The Maldives lacks a comprehensive state-run social security or pension system comparable to Israel's. Retirement and social rights often depend on employers, private insurance, or personal savings.
Israel acts like a strict but caring parent ensuring financial security through high taxes and benefits. The Maldives is more like a lenient aunt, leaving much of the responsibility to the individual.
Israel's retirement age is tied to contributions, directly impacting pension size. In the Maldives, the onus is on securing one's financial future independently. It's a matter of personal preference: high-tax, high-benefit versus low-tax, high-personal-responsibility.
Which system is preferable? A lower tax burden with less social security or higher taxes with comprehensive benefits? It's a key consideration for long-term relocation.

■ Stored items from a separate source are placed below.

//! Extraction result type and its output renderings.
//!
//! A [`ParsedArticle`] is plain data with exactly three fields, each
//! independently optional. It serializes to `{"date", "title", "content"}`
//! with absent fields as `null`.

use serde::{Deserialize, Serialize};

use crate::{LedeError, Result};

/// Output format options for a parsed article.
#[derive(Debug, Clone, Copy, Default, PartialEq, Eq)]
pub enum OutputFormat {
    /// `{"date", "title", "content"}` object.
    #[default]
    Json,
    /// Title, date, and body separated by blank lines.
    PlainText,
}

/// The result of extracting an article from an HTML document.
#[derive(Debug, Clone, Default, PartialEq, Eq, Serialize, Deserialize)]
pub struct ParsedArticle {
    /// Publication date, human-readable when it could be parsed.
    pub date: Option<String>,
    /// Trimmed headline.
    pub title: Option<String>,
    /// Body paragraphs joined by a blank line.
    pub content: Option<String>,
}

impl ParsedArticle {
    /// Length of the trimmed body in characters; zero without one.
    pub fn content_len(&self) -> usize {
        self.content.as_deref().map_or(0, |c| c.trim().chars().count())
    }

    /// Converts the article to the specified format.
    pub fn to_format(&self, format: OutputFormat, pretty: bool) -> Result<String> {
        match format {
            OutputFormat::Json => self.to_json(pretty),
            OutputFormat::PlainText => Ok(self.to_text()),
        }
    }

    /// Serializes the article as a JSON object.
    pub fn to_json(&self, pretty: bool) -> Result<String> {
        let rendered = if pretty { serde_json::to_string_pretty(self) } else { serde_json::to_string(self) };
        rendered.map_err(|e| LedeError::InternalError(e.to_string()))
    }

    /// Renders the article for reading in a terminal.
    pub fn to_text(&self) -> String {
        [self.title.as_deref(), self.date.as_deref(), self.content.as_deref()]
            .into_iter()
            .flatten()
            .collect::<Vec<_>>()
            .join("\n\n")
    }
}

#[cfg(test)]
mod tests {
    use super::*;

    fn sample() -> ParsedArticle {
        ParsedArticle {
            date: Some("1 марта 2024 г.".to_string()),
            title: Some("Hello".to_string()),
            content: Some("First paragraph.\n\nSecond paragraph.".to_string()),
        }
    }

    #[test]
    fn test_json_has_exactly_three_fields() {
        let value: serde_json::Value = serde_json::from_str(&sample().to_json(false).unwrap()).unwrap();
        let object = value.as_object().unwrap();

        assert_eq!(object.len(), 3);
        assert_eq!(object["title"], "Hello");
        assert_eq!(object["date"], "1 марта 2024 г.");
    }

    #[test]
    fn test_json_nulls_for_missing_fields() {
        let article = ParsedArticle { title: Some("Only title".to_string()), ..Default::default() };
        let json = article.to_json(false).unwrap();
        assert_eq!(json, r#"{"date":null,"title":"Only title","content":null}"#);
    }

    #[test]
    fn test_pretty_json_round_trips() {
        let json = sample().to_json(true).unwrap();
        assert!(json.contains('\n'));
        let back: ParsedArticle = serde_json::from_str(&json).unwrap();
        assert_eq!(back, sample());
    }

    #[test]
    fn test_to_text_skips_missing_fields() {
        let article = ParsedArticle { title: Some("T".to_string()), content: Some("Body".to_string()), date: None };
        assert_eq!(article.to_text(), "T\n\nBody");
        assert_eq!(article.to_format(OutputFormat::PlainText, false).unwrap(), "T\n\nBody");
    }

    #[test]
    fn test_content_len_counts_chars() {
        let article = ParsedArticle { content: Some("  привет  ".to_string()), ..Default::default() };
        assert_eq!(article.content_len(), 6);
        assert_eq!(ParsedArticle::default().content_len(), 0);
    }
}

Healthcare also differs significantly. Israel's "Bituach Leumi" covers universal healthcare. In the Maldives, long-term immigrants typically rely on employer-provided or private health insurance.
Israel offers a comprehensive safety net but at a higher tax cost. The Maldives is a low-tax paradise, but requires proactive individual planning for retirement and healthcare.
The core question isn't just tax rates, but what those taxes provide in terms of security and future planning. Countries support residents in vastly different ways.